# Problem requirements:
Please find the lines in the entries below that contain the word "adapters", and copy each one.

# Given records:
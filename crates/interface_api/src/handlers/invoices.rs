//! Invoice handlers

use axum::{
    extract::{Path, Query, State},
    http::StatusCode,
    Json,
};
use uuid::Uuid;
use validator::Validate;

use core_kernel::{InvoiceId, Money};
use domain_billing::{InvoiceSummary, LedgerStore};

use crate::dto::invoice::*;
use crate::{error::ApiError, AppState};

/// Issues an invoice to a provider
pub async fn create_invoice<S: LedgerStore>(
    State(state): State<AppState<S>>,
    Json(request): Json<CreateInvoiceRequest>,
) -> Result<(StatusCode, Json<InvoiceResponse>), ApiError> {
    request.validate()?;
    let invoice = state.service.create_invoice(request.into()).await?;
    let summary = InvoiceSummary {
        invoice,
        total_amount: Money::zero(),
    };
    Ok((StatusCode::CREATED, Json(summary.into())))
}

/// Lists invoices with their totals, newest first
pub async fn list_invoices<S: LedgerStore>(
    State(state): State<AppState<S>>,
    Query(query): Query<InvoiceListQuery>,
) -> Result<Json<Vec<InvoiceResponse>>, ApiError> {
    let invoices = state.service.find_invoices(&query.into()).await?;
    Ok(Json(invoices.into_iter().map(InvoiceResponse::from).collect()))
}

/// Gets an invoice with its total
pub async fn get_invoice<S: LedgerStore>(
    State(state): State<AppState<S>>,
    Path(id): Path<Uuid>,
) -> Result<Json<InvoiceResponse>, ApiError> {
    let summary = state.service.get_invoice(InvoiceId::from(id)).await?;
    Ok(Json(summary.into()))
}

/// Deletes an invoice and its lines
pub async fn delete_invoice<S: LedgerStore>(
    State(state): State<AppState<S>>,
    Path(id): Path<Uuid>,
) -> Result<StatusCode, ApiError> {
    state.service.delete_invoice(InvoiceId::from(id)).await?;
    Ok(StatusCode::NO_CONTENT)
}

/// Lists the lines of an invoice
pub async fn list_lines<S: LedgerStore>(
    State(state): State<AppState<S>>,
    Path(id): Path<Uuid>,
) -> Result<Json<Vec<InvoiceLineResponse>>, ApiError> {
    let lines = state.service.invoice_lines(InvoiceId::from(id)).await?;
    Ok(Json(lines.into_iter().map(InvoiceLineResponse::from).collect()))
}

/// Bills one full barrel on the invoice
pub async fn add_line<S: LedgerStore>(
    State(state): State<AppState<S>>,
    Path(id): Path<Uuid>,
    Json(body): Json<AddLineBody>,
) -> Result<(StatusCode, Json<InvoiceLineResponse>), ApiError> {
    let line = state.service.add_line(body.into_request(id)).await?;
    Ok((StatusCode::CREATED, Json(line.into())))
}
---
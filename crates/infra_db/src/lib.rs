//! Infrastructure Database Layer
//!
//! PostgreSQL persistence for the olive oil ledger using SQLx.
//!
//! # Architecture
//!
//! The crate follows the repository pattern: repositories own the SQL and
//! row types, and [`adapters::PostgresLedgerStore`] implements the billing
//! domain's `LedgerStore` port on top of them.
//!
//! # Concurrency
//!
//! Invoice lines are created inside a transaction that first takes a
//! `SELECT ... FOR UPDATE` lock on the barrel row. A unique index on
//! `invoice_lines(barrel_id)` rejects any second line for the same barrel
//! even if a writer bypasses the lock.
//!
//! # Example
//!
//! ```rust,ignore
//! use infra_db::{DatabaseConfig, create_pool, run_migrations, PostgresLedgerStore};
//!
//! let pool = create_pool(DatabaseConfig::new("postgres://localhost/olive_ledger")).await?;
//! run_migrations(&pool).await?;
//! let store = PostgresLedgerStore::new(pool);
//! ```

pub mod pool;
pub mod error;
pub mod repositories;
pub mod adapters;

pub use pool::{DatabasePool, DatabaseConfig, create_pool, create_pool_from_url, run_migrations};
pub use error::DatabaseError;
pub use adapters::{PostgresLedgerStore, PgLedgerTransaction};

# Response to the exercise:
//! row types, and [`adapters::PostgresLedgerStore`] implements the billing
pub mod adapters;
pub use adapters::{PostgresLedgerStore, PgLedgerTransaction};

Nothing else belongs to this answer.